Wnt signaling pathways. Wnt ligands can transduce their signal through at least three Frizzled-dependent (Fz) pathways: the canonical, the calcium, and the PCP pathways, all of which involve the activation of Dishevelled (Dvl). The canonical pathway requires the co-receptors Lrp5/6 to recruit Dvl and inhibit the “destruction complex” composed of Adenomatous polyposis coli (APC), Axin, and Glycogen synthase 3β (GSK3β). Wnt binding leads to the phosphorylation of GSK3β in this complex and, as a consequence, to the accumulation of unphosphorylated β-catenin, which can enter the nucleus and together with the transcription factors Tcf/Lef induce the expression of target genes.

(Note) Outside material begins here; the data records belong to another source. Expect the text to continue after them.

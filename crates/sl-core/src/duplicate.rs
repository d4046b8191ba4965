//! Duplication of objects and the link rewriting that follows it.
//!
//! A duplication batch runs in three steps: every selected object is cloned
//! into the destination zone and recorded in a [`DuplicationInfo`], then the
//! link lists of every object in that zone are rebuilt against the info, and
//! finally the reverse link index is recomputed from scratch. All three steps
//! run under one `&mut Zone` borrow, so no reader ever sees a half-rewritten
//! graph.

use std::collections::HashSet;

use indexmap::IndexMap;

use crate::config::DuplicationPolicy;
use crate::error::{SlError, SlResult};
use crate::geometry::ZoneTransform;
use crate::object::{Links, ObjectId, ObjectKind, WorldObject};
use crate::param_db::ParameterDatabase;
use crate::zone::{GraphNode, Zone};

/// Original-to-copy table for one duplication batch.
#[derive(Debug, Clone, Default)]
pub struct DuplicationInfo {
    duplicates: IndexMap<ObjectId, ObjectId>,
    copies: HashSet<ObjectId>,
    cross_zone: bool,
}

impl DuplicationInfo {
    /// An empty table for a batch whose copies land next to their originals.
    pub fn new() -> Self {
        Self::default()
    }

    /// An empty table for a batch whose copies land in another zone.
    ///
    /// Original IDs then belong to a different graph, so originals are never
    /// fanned out and copies never keep links to originals.
    pub fn across_zones() -> Self {
        Self {
            cross_zone: true,
            ..Self::default()
        }
    }

    /// Record that `copy` was created from `original`.
    pub fn insert(&mut self, original: ObjectId, copy: ObjectId) {
        self.copies.insert(copy.clone());
        self.duplicates.insert(original, copy);
    }

    /// Whether `id` is a copy created in this batch.
    pub fn is_duplicate(&self, id: &ObjectId) -> bool {
        self.copies.contains(id)
    }

    /// Whether `id` was duplicated in this batch.
    pub fn has_duplicate(&self, id: &ObjectId) -> bool {
        self.duplicates.contains_key(id)
    }

    /// The copy made of `original`, if any.
    pub fn duplicate_of(&self, original: &ObjectId) -> Option<&ObjectId> {
        self.duplicates.get(original)
    }

    /// Whether copies were placed in a different zone than their originals.
    pub fn is_cross_zone(&self) -> bool {
        self.cross_zone
    }

    /// `(original, copy)` pairs in creation order.
    pub fn iter(&self) -> impl Iterator<Item = (&ObjectId, &ObjectId)> {
        self.duplicates.iter()
    }

    /// Copies in creation order.
    pub fn copies(&self) -> impl Iterator<Item = &ObjectId> {
        self.duplicates.values()
    }

    /// Number of copies made.
    pub fn len(&self) -> usize {
        self.duplicates.len()
    }

    /// Whether nothing was copied.
    pub fn is_empty(&self) -> bool {
        self.duplicates.is_empty()
    }
}

/// Rebuild the link lists of `self_id` after a duplication batch.
///
/// Every list is replaced by a list derived from its previous contents, in
/// order:
/// - a copy links to the copy of its target, or keeps the original target
///   only if the policy allows it;
/// - an original that was not itself duplicated keeps its target and also
///   gains a link to the target's copy;
/// - any other original keeps its targets unchanged.
pub fn rewrite_links(
    self_id: &ObjectId,
    links: &mut Links,
    info: &DuplicationInfo,
    policy: &DuplicationPolicy,
) {
    if links.is_empty() {
        return;
    }

    let self_is_copy = info.is_duplicate(self_id);
    if !self_is_copy && info.is_cross_zone() {
        return;
    }
    let self_has_copy = info.has_duplicate(self_id);
    let keep_originals = policy.allow_link_copy_to_original && !info.is_cross_zone();

    for (name, targets) in links.iter_mut() {
        let previous = std::mem::take(targets);
        for linked in previous {
            let linked_copy = info.duplicate_of(&linked);

            if self_is_copy {
                match linked_copy {
                    Some(copy) => targets.push(copy.clone()),
                    None if keep_originals => targets.push(linked),
                    None => log::trace!("{self_id}: dropped \"{name}\" link to {linked}"),
                }
            } else {
                match linked_copy {
                    Some(copy) if !self_has_copy => {
                        targets.push(linked);
                        targets.push(copy.clone());
                    }
                    _ => targets.push(linked),
                }
            }
        }
    }
}

/// Run [`WorldObject::link_duplicates`] on every link holder found by a
/// [`Zone::objects_and_points`] scan.
pub fn rewrite_zone_links(zone: &mut Zone, info: &DuplicationInfo, policy: &DuplicationPolicy) {
    // Rail points and rails never hold links.
    let holders: Vec<ObjectId> = zone
        .objects_and_points()
        .into_iter()
        .filter_map(|node| match node {
            GraphNode::Object(object) if object.links().is_some_and(|l| !l.is_empty()) => {
                Some(object.id().clone())
            }
            _ => None,
        })
        .collect();

    for id in &holders {
        if let Some(object) = zone.get_mut(id) {
            object.link_duplicates(info, policy);
        }
    }
}

/// Duplicate the selected objects in place.
///
/// Rails contribute a copy holding only their selected points, and have
/// their point selection cleared afterwards. Fails without touching the zone
/// if any selected ID is missing.
pub fn duplicate_selected(
    zone: &mut Zone,
    selection: &[ObjectId],
    policy: &DuplicationPolicy,
    db: &dyn ParameterDatabase,
) -> SlResult<DuplicationInfo> {
    let originals = snapshot(zone, selection)?;
    if originals.is_empty() {
        return Ok(DuplicationInfo::new());
    }

    let info = insert_duplicates(&originals, zone, None, DuplicationInfo::new(), policy, db)?;
    deselect_rail_points(zone, selection);

    log::debug!(
        "duplicated {} of {} selected objects in zone \"{}\"",
        info.len(),
        originals.len(),
        zone.name
    );
    Ok(info)
}

/// Format a selection for the status line: sorted, equal names folded into
/// `"name"xN`, comma-separated and terminated with a period.
pub fn describe_selection<S: AsRef<str>>(names: &[S]) -> String {
    let mut sorted: Vec<&str> = names.iter().map(AsRef::as_ref).collect();
    sorted.sort_unstable();

    let mut parts: Vec<String> = Vec::new();
    let mut iter = sorted.into_iter().peekable();
    while let Some(name) = iter.next() {
        let mut count = 1;
        while iter.peek() == Some(&name) {
            iter.next();
            count += 1;
        }
        if count > 1 {
            parts.push(format!("\"{name}\"x{count}"));
        } else {
            parts.push(format!("\"{name}\""));
        }
    }
    format!("{}.", parts.join(", "))
}

/// Clone the selected objects out of `zone`, dropping repeated IDs.
pub(crate) fn snapshot(zone: &Zone, selection: &[ObjectId]) -> SlResult<Vec<WorldObject>> {
    let mut seen = HashSet::new();
    let mut objects = Vec::with_capacity(selection.len());
    for id in selection {
        let object = zone
            .get(id)
            .ok_or_else(|| SlError::ObjectNotFound(id.clone()))?;
        if seen.insert(id) {
            objects.push(object.clone());
        }
    }
    Ok(objects)
}

/// Clone `originals` into `dest`, then rewrite links and refresh the
/// reverse index of `dest`.
pub(crate) fn insert_duplicates(
    originals: &[WorldObject],
    dest: &mut Zone,
    transform: Option<&ZoneTransform>,
    mut info: DuplicationInfo,
    policy: &DuplicationPolicy,
    db: &dyn ParameterDatabase,
) -> SlResult<DuplicationInfo> {
    for original in originals {
        let copy: WorldObject = match original {
            WorldObject::General(o) => {
                let id = dest.next_id(ObjectKind::General);
                o.duplicate(id, transform).into()
            }
            WorldObject::Rail(r) => match r.duplicate_selected(dest, transform, db)? {
                Some(copy) => copy.into(),
                None => continue,
            },
        };
        let copy_id = dest.insert(copy)?;
        log::trace!("{} -> {copy_id}", original.id());
        info.insert(original.id().clone(), copy_id);
    }

    rewrite_zone_links(dest, &info, policy);
    dest.update_link_destinations();
    Ok(info)
}

pub(crate) fn deselect_rail_points(zone: &mut Zone, selection: &[ObjectId]) {
    for id in selection {
        if let Some(rail) = zone.rail_mut(id) {
            rail.deselect_all();
        }
    }
}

Activation of the calcium pathway results in an increase of cytosolic calcium (Ca²⁺) and the subsequent activation of calcium-dependent kinases (CaMKII). In the PCP pathway, activation of the transmembrane proteins Vangl, Celsr, and PTK7 and the recruitment of the intracellular proteins Prickle and Daam lead to activation of Rho GTPases and JNK, promoting cytoskeleton remodeling. More recently, Fz-independent Wnt signaling has been described. Wnt ligands can bind directly to receptors such as Ryk or Ror. The intracellular signaling cascades activated in these cases are poorly understood.